In the world of specialty films, success often comes in pairs. Harvey and Bob Weinstein built Miramax into an indie powerhouse. Sony Pictures Classics, which puts more foreign films into theaters than any other distributor, is run by Tom Bernard and Michael Barker.
Then there are James Schamus and David Linde, whose four years at the helm of Focus Features, Universal Pictures' specialized film label, culminated with the 2005 hit "Brokeback Mountain." But two months ago, when Linde became Universal's co-chairman, it forced a question: Could Schamus go it alone?
This week, as the Cannes Film Festival got underway, the professorial 46-year-old acknowledged that many see his first solo appearance at the world's premier marketplace for movie sales as his coming of age.
"I know this seems like James' bar mitzvah, but it's not a big deal," the newly crowned chief executive of Focus Features said, referring to himself in the third person. "It's not like David was the guy running the nuclear reactor in the back room and he left with the keys."
For The Record
Los Angeles Times Tuesday May 23, 2006 Home Edition Main News Part A Page 2 National Desk 1 inches; 45 words Type of Material: Correction
Focus Features executive: An article in Saturday's Business section on Focus Features Chief Executive James Schamus said he had co-written all of director Ang Lee's films since "The Wedding Banquet." In fact, Schamus co-wrote all of Lee's films except "Sense and Sensibility" and "Brokeback Mountain."
In fact, from the start of their working relationship, which began in 1997 when Linde joined Schamus and producer Ted Hope at indie production company Good Machine, it was Linde who usually took the lead at Cannes.
Schamus knows there is much at stake. The New York-based Focus is coming off its most successful year, nabbing 16 Academy Award nominations (and four wins) for its 2005 slate. It now falls to Schamus to keep momentum from flagging.
Linde, for one, says he's up to the job. "James is a very talented guy and more than capable of assuming this responsibility," he said. "It's a natural progression."
Linde's new partner, Universal Pictures Chairman Marc Shmuger, agreed
"He is almost scary smart," Shmuger said of Schamus. "He can do anything he wants to do."
In Cannes, Schamus is hoping to buy several movies from overseas producers. Moreover, Focus plans to increase its presence abroad by continuing to distribute its own movies, such as the forthcoming David Cronenberg drama "Eastern Promises," and by stepping up its deals to distribute other studios' more specialized movies such as Disney's "Dan in Real Life," starring Steve Carell.
Schamus' mandate is a broad one. In addition to overseeing the company's expanding foothold in the international financing and distribution arena, he and his team must develop and acquire enough material to ensure a continued slate of ambitious artistic movies, like last year's "The Constant Gardener."
Focus is also venturing for the first time into the world of animated films, with plans to release "Nine" and "Coraline" next year.

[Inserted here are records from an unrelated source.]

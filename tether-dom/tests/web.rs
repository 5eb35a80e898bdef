//! Browser integration tests (run with `wasm-pack test --headless`).

#![cfg(target_arch = "wasm32")]

use wasm_bindgen_test::*;

use tether_core::AnchorProvider;
use tether_dom::{dom_config, DomAnchorProvider, FloatingElement};

wasm_bindgen_test_configure!(run_in_browser);

fn make_anchor() -> web_sys::Element {
    let document = web_sys::window()
        .and_then(|window| window.document())
        .expect("document");
    let element = document.create_element("button").expect("create element");
    document
        .body()
        .expect("body")
        .append_child(&element)
        .expect("append");
    element
}

#[wasm_bindgen_test]
fn provider_reads_a_nonzero_viewport() {
    let provider = DomAnchorProvider::new().expect("provider");
    let viewport = provider.viewport().expect("viewport");
    assert!(viewport.width > 0.0);
    assert!(viewport.height > 0.0);
}

#[wasm_bindgen_test]
fn detached_anchor_is_unmeasurable() {
    let document = web_sys::window()
        .and_then(|window| window.document())
        .expect("document");
    let detached = document.create_element("div").expect("create element");

    let provider = DomAnchorProvider::new().expect("provider");
    assert!(provider.measure(&detached).is_err());
}

#[wasm_bindgen_test]
fn floating_element_opens_hidden() {
    let anchor = make_anchor();
    let mut popover =
        FloatingElement::new(anchor, dom_config(), |_state| {}).expect("floating element");
    popover.open().expect("open");
    // The reveal gate stays down until the measure pass has run.
    assert!(!popover.is_positioned());
    popover.close();
    assert!(popover.state().position.is_none());
}
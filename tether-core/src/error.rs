//! Error types for positioning operations.

use thiserror::Error;

/// Result type for positioning operations.
pub type TetherResult<T> = Result<T, TetherError>;

/// Errors that can occur while measuring or positioning.
///
/// Positioning itself never fails; errors only arise at the platform
/// boundary (measuring anchors, reaching the window) or in debug
/// serialization. A failed measurement is degraded-but-safe: the
/// floating content simply stays hidden until the next trigger.
#[derive(Debug, Error)]
pub enum TetherError {
    /// The anchor handle could not be measured (e.g. a detached DOM
    /// element or a view that has not been laid out yet).
    #[error("Anchor not measurable: {0}")]
    AnchorUnmeasurable(String),

    /// The platform surface needed for measurement is unavailable
    /// (no window, no document).
    #[error("Platform unavailable: {0}")]
    PlatformUnavailable(String),

    /// State snapshot serialization/deserialization error.
    #[error("Serialization error: {0}")]
    Serialization(#[from] serde_json::Error),
}
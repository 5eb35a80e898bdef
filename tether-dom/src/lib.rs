//! # Tether DOM
//!
//! Web adapter for the Tether positioning kernel: DOM anchor
//! measurement, cancellable frame/timeout scheduling, capture-phase
//! scroll + resize viewport watching, and dismissal listener
//! plumbing.
//!
//! The shared coordinate space is the viewport
//! (`getBoundingClientRect`, `position: fixed`), so no scroll offsets
//! enter the math. Every listener and scheduled callback is owned by
//! a handle that detaches synchronously on drop; nothing can fire
//! against a closed floating element.
//!
//! ```no_run
//! use tether_dom::{dom_config, FloatingElement};
//!
//! # fn demo(anchor: web_sys::Element) -> tether_core::TetherResult<()> {
//! let mut popover = FloatingElement::new(anchor, dom_config(), |state| {
//!     // Apply state.position; gate opacity on state.is_positioned.
//! })?;
//! popover.open()?;
//! // ...later, from the content's resize observation:
//! popover.set_content_size(240.0, 120.0);
//! // ...on dismiss:
//! popover.close();
//! # Ok(())
//! # }
//! ```

#![forbid(unsafe_code)]
#![deny(missing_docs)]
#![deny(clippy::all)]
#![deny(clippy::pedantic)]
#![allow(clippy::module_name_repetitions)]

pub mod dismiss;
pub mod floating;
pub mod measure;
pub mod schedule;
pub mod watcher;

pub use dismiss::DismissListeners;
pub use floating::{dom_config, FloatingElement, DEFAULT_ESTIMATED_SIZE};
pub use measure::DomAnchorProvider;
pub use schedule::{next_frame, schedule, ScheduledTask};
pub use watcher::DomViewportWatcher;

/// Set up the panic hook for readable errors in the browser console.
pub fn init() {
    console_error_panic_hook::set_once();
}
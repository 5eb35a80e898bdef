//! Positioning Integration Tests
//!
//! Exercises the full open → measure → resolve → reveal flow the way
//! a popover, menu, or tooltip drives it, including:
//! - flip and realignment fallbacks near viewport edges
//! - anchor-width matching for dropdown menus
//! - the clamp fallback for oversized content
//! - the no-flash reveal gate across a whole open cycle

use tether_core::{
    calculate, AnchorRect, ContentSize, Directive, FitPolicy, Phase, Placement, Positioner,
    PositionerConfig, ResolveOptions, SafeAreaInsets, SettleDelay, Viewport,
};

const VIEWPORT: Viewport = Viewport::new(800.0, 600.0);

/// Config a web tooltip would use.
fn tooltip_config(placement: Placement) -> PositionerConfig {
    PositionerConfig {
        placement,
        offset: 8.0,
        padding: 12.0,
        estimated_size: ContentSize::new(200.0, 100.0),
        settle: SettleDelay::NextFrame,
        ..PositionerConfig::default()
    }
}

/// Drive a positioner through a complete open cycle.
fn open_cycle(
    positioner: &mut Positioner,
    anchor: AnchorRect,
    content: ContentSize,
) -> Vec<bool> {
    let mut gate_history = vec![positioner.is_positioned()];

    let directive = positioner.open();
    assert!(matches!(directive, Directive::ScheduleMeasure(_)));
    gate_history.push(positioner.is_positioned());

    let _ = positioner.anchor_measured(anchor, VIEWPORT, SafeAreaInsets::ZERO);
    gate_history.push(positioner.is_positioned());

    let directive = positioner.content_measured(content);
    gate_history.push(positioner.is_positioned());

    if let Directive::ScheduleReveal(token, _) = directive {
        assert!(positioner.reveal_due(token));
    }
    gate_history.push(positioner.is_positioned());
    gate_history
}

// ============================================================================
// Worked scenarios
// ============================================================================

#[test]
fn tooltip_near_top_left_corner_flips_and_realigns() {
    let mut positioner = Positioner::with_config(tooltip_config(Placement::Top));
    let anchor = AnchorRect::new(5.0, 5.0, 40.0, 20.0);
    let content = ContentSize::new(120.0, 30.0);

    let gates = open_cycle(&mut positioner, anchor, content);
    let position = positioner.position().expect("position after open cycle");

    // top is off-screen, bottom-centered spills left, bottom-start
    // fits: the content ends up below the anchor, flush left.
    assert!((position.top - 33.0).abs() < f32::EPSILON);
    assert!((position.left - 5.0).abs() < f32::EPSILON);
    assert_eq!(gates, vec![false, false, false, false, true]);
}

#[test]
fn menu_with_match_width_carries_anchor_width() {
    let mut positioner = Positioner::with_config(PositionerConfig {
        placement: Placement::BottomStart,
        match_width: true,
        ..tooltip_config(Placement::BottomStart)
    });
    let anchor = AnchorRect::new(100.0, 50.0, 200.0, 32.0);

    let _ = open_cycle(&mut positioner, anchor, ContentSize::new(150.0, 120.0));
    let position = positioner.position().expect("position");

    assert_eq!(position.width, Some(200.0));
    assert!((position.top - 90.0).abs() < f32::EPSILON);
    assert!((position.left - 100.0).abs() < f32::EPSILON);
}

#[test]
fn oversized_content_clamps_to_padding_bound() {
    let mut positioner = Positioner::with_config(tooltip_config(Placement::Bottom));
    let anchor = AnchorRect::new(10.0, 10.0, 20.0, 20.0);
    let content = ContentSize::new(900.0, 50.0);

    let _ = open_cycle(&mut positioner, anchor, content);
    let position = positioner.position().expect("position");

    // 800 - 12 - 900 < 12: the left padding bound wins, content stays
    // on-screen even though it cannot fit.
    assert!((position.left - 12.0).abs() < f32::EPSILON);
}

// ============================================================================
// Flip correctness against the raw calculator
// ============================================================================

#[test]
fn bottom_anchor_flips_to_exact_top_position() {
    let anchor = AnchorRect::new(300.0, 540.0, 100.0, 40.0);
    let content = ContentSize::new(150.0, 80.0);
    let options = ResolveOptions {
        placement: Placement::Bottom,
        ..ResolveOptions::default()
    };

    let resolved = tether_core::resolve(&anchor, content, VIEWPORT, SafeAreaInsets::ZERO, &options);
    let direct = calculate(&anchor, content, Placement::Top, options.offset);
    assert_eq!(resolved.top, direct.top);
    assert_eq!(resolved.left, direct.left);
}

// ============================================================================
// Two-phase protocol
// ============================================================================

#[test]
fn no_flash_gate_is_false_until_reveal_and_resets_on_close() {
    let mut positioner = Positioner::with_config(tooltip_config(Placement::Bottom));
    let anchor = AnchorRect::new(300.0, 200.0, 100.0, 40.0);

    let gates = open_cycle(&mut positioner, anchor, ContentSize::new(150.0, 80.0));
    // False on every render before the layout callback, true on
    // exactly the reveal.
    assert_eq!(gates.iter().filter(|g| **g).count(), 1);
    assert!(gates.last().copied().unwrap_or(false));

    positioner.reset();
    assert!(!positioner.is_positioned());
    assert_eq!(positioner.phase(), Phase::Closed);

    // Second cycle rises exactly once again.
    let gates = open_cycle(&mut positioner, anchor, ContentSize::new(150.0, 80.0));
    assert_eq!(gates.iter().filter(|g| **g).count(), 1);
}

#[test]
fn provisional_position_differs_from_final_without_flash() {
    // The estimated size (200x100) puts the provisional position in a
    // different spot than the real 150x260 menu; the jump happens
    // entirely behind the reveal gate.
    let mut positioner = Positioner::with_config(tooltip_config(Placement::Bottom));
    let anchor = AnchorRect::new(300.0, 420.0, 100.0, 40.0);

    let _ = positioner.open();
    let _ = positioner.anchor_measured(anchor, VIEWPORT, SafeAreaInsets::ZERO);
    let provisional = positioner.position().expect("provisional position");
    assert!(!positioner.is_positioned());

    let directive = positioner.content_measured(ContentSize::new(150.0, 260.0));
    let final_position = positioner.position().expect("final position");
    assert_ne!(provisional, final_position);
    assert!(!positioner.is_positioned());

    let Directive::ScheduleReveal(token, delay) = directive else {
        panic!("expected reveal directive");
    };
    assert_eq!(delay, SettleDelay::NextFrame);
    assert!(positioner.reveal_due(token));
    assert!(positioner.is_positioned());
}

#[test]
fn scroll_updates_revealed_position_in_place() {
    let mut positioner = Positioner::with_config(tooltip_config(Placement::Bottom));
    let anchor = AnchorRect::new(300.0, 200.0, 100.0, 40.0);
    let _ = open_cycle(&mut positioner, anchor, ContentSize::new(150.0, 80.0));

    // The page scrolls 60px: the anchor moves up, the content follows.
    let scrolled = AnchorRect::new(300.0, 140.0, 100.0, 40.0);
    positioner.anchor_moved(scrolled, VIEWPORT, SafeAreaInsets::ZERO);

    let position = positioner.position().expect("position");
    assert!((position.top - (140.0 + 40.0 + 8.0)).abs() < f32::EPSILON);
    assert_eq!(positioner.phase(), Phase::Revealed);
    assert!(positioner.is_positioned());

    // Idempotent: a concurrent resize event re-delivers the same
    // inputs and nothing changes.
    positioner.anchor_moved(scrolled, VIEWPORT, SafeAreaInsets::ZERO);
    assert_eq!(positioner.position(), Some(position));
}

// ============================================================================
// Safe areas
// ============================================================================

#[test]
fn header_tolerant_policy_clamps_under_header_but_above_home_indicator() {
    let mut positioner = Positioner::with_config(PositionerConfig {
        policy: FitPolicy::HeaderTolerant,
        settle: SettleDelay::Millis(50),
        estimated_size: ContentSize::ZERO,
        ..tooltip_config(Placement::Top)
    });
    let insets = SafeAreaInsets::new(44.0, 0.0, 34.0, 0.0);
    let anchor = AnchorRect::new(300.0, 50.0, 100.0, 40.0);
    let tall = ContentSize::new(150.0, 700.0);

    let _ = positioner.open();
    let _ = positioner.anchor_measured(anchor, VIEWPORT, insets);
    let directive = positioner.content_measured(tall);
    let Directive::ScheduleReveal(token, delay) = directive else {
        panic!("expected reveal directive");
    };
    assert_eq!(delay, SettleDelay::Millis(50));
    assert!(positioner.reveal_due(token));

    let position = positioner.position().expect("position");
    // Taller than the viewport: clamped to the lenient top bound
    // (padding alone, header overlap allowed).
    assert!((position.top - 12.0).abs() < f32::EPSILON);
}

And Schamus has made beefing up Focus' nascent genre label, Rogue Pictures, a priority.
Launched two years ago, Rogue has struggled to find an identity, seeing only one hit with last year's British spoof "Shaun of the Dead." Misfires such as "The Seed of Chucky" failed to cash in on the lucrative horror genre that competitor Lionsgate has milked with low-budget hits such as "Saw."
Faced with such a long to-do list, Schamus promoted a team of executives to take the lead on strengthening Focus' international efforts and on developing Rogue into a top-notch label.
Schamus has come a long way from the early 1990s, when he and Hope founded Good Machine and schlepped their wares out of Cannes' dumpiest motel rooms.
From the beginning, Good Machine relied on international financing and the selling of movie rights abroad to make such independent films as Todd Haynes' "Safe." Schamus and Hope boasted of being the "kings of the no-budget movie," recalled Ang Lee, the recent Oscar winner (for "Brokeback Mountain") who was one of the first directors to make a movie with the pair.
"There they were with two desks in the corner, sharing the space with another company," said Lee, then an unknown who had just won a $400,000 grant from the Taiwanese government to make a movie.
Lee said Schamus struck him as a cross between a professor and a used-car salesman. "But I pitched my story and they pitched their company," the director recalled. "I just prayed they were not crooks."
They were not crooks, but the film, "Pushing Hands," flopped in the U.S.
Had their next collaboration, "The Wedding Banquet," not worked, they would have gone out of business. But the film was a worldwide hit and solidified the partnership between Lee and Schamus, who have collaborated on (and co-written) every movie that Lee has directed since -- including adapting a Chinese novel to make "Crouching Tiger, Hidden Dragon."
Around that time, Schamus realized that if he wanted to make great movies with ambitious filmmakers, he would have to evolve from the "no budget" guy to a producer who could find the money. He set about mastering the art of international financing and brought in Linde to lead the way.